Mérite-t-il la potence pour notoriété acquise sans débauche ?

 

Qui connaît Ahmed Ali Amir sait qu’il fait partie de ces rares journalistes comoriens qui exercent leur profession avec notoriété acquise et sans débauche. Evidement dans l’environnement comorien d’aujourd’hui ce petit nombre de la vraie plume est très exposé, plus que l’adversaire politique d’un régime, dirais-je.  Faudrait-il s’en étonner ? Non ! Ce serait comédien dans une atmosphère politico cyclonique à laquelle on a déjà donné un nom.

 

Le cas Ahmed Ali Amir est un acte de plus de la part d’un pouvoir et dans un processus répulsif à l’égard de ce qui irait en dehors de la norme de la confrérie officialisée.

 

Un journaliste est interdit aujourd’hui d’écrire parce qu’au-delà d’une appréciation d’un fait, ce qui n’est pas un pêché dans l’exercice de son job ; possiblement, il serait à même d’éclairer un peuple dans une période de tant de confusions.

 

On retiendra surtout plus grave dans cette affaire. Un avertissement aux journalistes comoriens qui, désormais doivent adopter un type de Dico ayant eu agrément de la congrégation régnante, pour le choix des mots dans l’expression. L’adjectif « discourtois », bien que collant parfaitement avec une situation, semble constituer une circonstance aggravante. Yiyo tsi andabu kweli wemdru wasubuti wahamba womtsawuwo waho wakomori wustehilwa.

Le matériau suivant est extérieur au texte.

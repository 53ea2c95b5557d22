// 10.0: market-event consumer. depth updates maintain the book snapshot
// (the only writer); trade prints trigger limit matching. events arrive on
// an mpsc channel from whatever transport feeds the process. supervised
// like the liquidation monitor: already-queued events drain first, the stop
// signal is observed once the channel idles.

use crate::engine::Engine;
use crate::store::Ledger;
use crate::types::{BookSide, OrderSide, Symbol};
use rust_decimal::Decimal;
use serde::{Deserialize, Serialize};
use tokio::sync::{mpsc, watch};
use tokio::task::JoinHandle;
use tracing::{debug, info};

/// One depth row change; quantity 0 removes the row.
#[derive(Debug, Clone, Serialize, Deserialize)]
pub struct DepthUpdate {
    pub symbol: Symbol,
    pub side: BookSide,
    pub price: Decimal,
    pub quantity: Decimal,
}

/// An executed trade observed on the live market.
#[derive(Debug, Clone, Serialize, Deserialize)]
pub struct TradePrint {
    pub symbol: Symbol,
    pub price: Decimal,
    pub quantity: Decimal,
    pub side: OrderSide,
}

#[derive(Debug, Clone, Serialize, Deserialize)]
pub enum MarketEvent {
    Depth(DepthUpdate),
    Trade(TradePrint),
}

pub struct FeedConsumer {
    ledger: Ledger,
    engine: Engine,
}

/// Handle to a running consumer; `stop` cancels and awaits it.
pub struct FeedHandle {
    stop: watch::Sender<bool>,
    task: JoinHandle<()>,
}

impl FeedHandle {
    pub async fn stop(self) {
        let _ = self.stop.send(true);
        let _ = self.task.await;
    }
}

impl FeedConsumer {
    pub fn new(ledger: Ledger, engine: Engine) -> Self {
        Self { ledger, engine }
    }

    /// Consume events until the channel closes or stop is signalled.
    pub fn spawn(self, mut events: mpsc::Receiver<MarketEvent>) -> FeedHandle {
        let (stop, mut stop_rx) = watch::channel(false);
        let task = tokio::spawn(async move {
            info!("feed consumer running");
            loop {
                tokio::select! {
                    biased;
                    received = events.recv() => match received {
                        Some(event) => self.handle(event).await,
                        None => break,
                    },
                    _ = stop_rx.changed() => break,
                }
            }
            info!("feed consumer stopped");
        });

        FeedHandle { stop, task }
    }

    async fn handle(&self, event: MarketEvent) {
        match event {
            MarketEvent::Depth(update) => {
                let mut tx = self.ledger.begin().await;
                tx.apply_depth(&update.symbol, update.side, update.price, update.quantity);
                tx.commit();
            }
            MarketEvent::Trade(print) => {
                let summary = self.engine.match_limits(&print.symbol, print.price).await;
                if summary.settled > 0 {
                    debug!(
                        symbol = %print.symbol,
                        price = %print.price,
                        settled = summary.settled,
                        "trade print settled limit orders"
                    );
                }
            }
        }
    }
}

#[cfg(test)]
mod tests {
    use super::*;
    use rust_decimal_macros::dec;

    #[test]
    fn market_events_round_trip_through_json() {
        let event = MarketEvent::Trade(TradePrint {
            symbol: Symbol::new("BTCUSDT"),
            price: dec!(50000.5),
            quantity: dec!(0.25),
            side: OrderSide::Sell,
        });

        let encoded = serde_json::to_string(&event).unwrap();
        let decoded: MarketEvent = serde_json::from_str(&encoded).unwrap();
        match decoded {
            MarketEvent::Trade(print) => {
                assert_eq!(print.price, dec!(50000.5));
                assert_eq!(print.quantity, dec!(0.25));
            }
            MarketEvent::Depth(_) => panic!("wrong variant"),
        }
    }
}
// 6.0: order-book snapshot. resting quantity per (symbol, side, price),
// written only by the feed consumer, read-only to the engine.
// a depth update with quantity 0 removes the row.

use crate::types::BookSide;
use rust_decimal::Decimal;
use serde::{Deserialize, Serialize};
use std::collections::BTreeMap;

#[derive(Debug, Clone, Default, Serialize, Deserialize)]
pub struct SymbolBook {
    bids: BTreeMap<Decimal, Decimal>,
    asks: BTreeMap<Decimal, Decimal>,
}

impl SymbolBook {
    pub fn new() -> Self {
        Self::default()
    }

    /// Upsert one depth row; zero or negative quantity removes it.
    pub fn apply(&mut self, side: BookSide, price: Decimal, quantity: Decimal) {
        let levels = match side {
            BookSide::Bid => &mut self.bids,
            BookSide::Ask => &mut self.asks,
        };
        if quantity <= Decimal::ZERO {
            levels.remove(&price);
        } else {
            levels.insert(price, quantity);
        }
    }

    /// Up to `max_levels` price levels, best first: asks ascending, bids descending.
    pub fn levels(&self, side: BookSide, max_levels: usize) -> Vec<(Decimal, Decimal)> {
        match side {
            BookSide::Ask => self
                .asks
                .iter()
                .take(max_levels)
                .map(|(p, q)| (*p, *q))
                .collect(),
            BookSide::Bid => self
                .bids
                .iter()
                .rev()
                .take(max_levels)
                .map(|(p, q)| (*p, *q))
                .collect(),
        }
    }

    pub fn best_bid(&self) -> Option<Decimal> {
        self.bids.keys().next_back().copied()
    }

    pub fn best_ask(&self) -> Option<Decimal> {
        self.asks.keys().next().copied()
    }

    /// Bid/ask midpoint, the mark price for liquidation checks.
    pub fn mid_price(&self) -> Option<Decimal> {
        match (self.best_bid(), self.best_ask()) {
            (Some(bid), Some(ask)) => Some((bid + ask) / Decimal::TWO),
            _ => None,
        }
    }

    pub fn is_empty(&self) -> bool {
        self.bids.is_empty() && self.asks.is_empty()
    }
}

Un indice de plus confortant l’opinion partagée selon laquelle la parole du roi est une loi et nul sujet ne doit livrer le moindre commentaire ou jugement, sous peine de muselière, pour moins pire. A se demander si dans nos petites îles aimées, à force, il n’est pas prêché « du couper- décaler » ! Car, que reste-t-il et qui serait de notre ère ?  

 

Oui. Autant que faire se peut, des journalistes comme A. Ali Amir ayant qualités doivent pouvoir faire leur travail et si tel n’est pas le cas, c’est toute la société comorienne qu’on a envie décidément d’atteindre.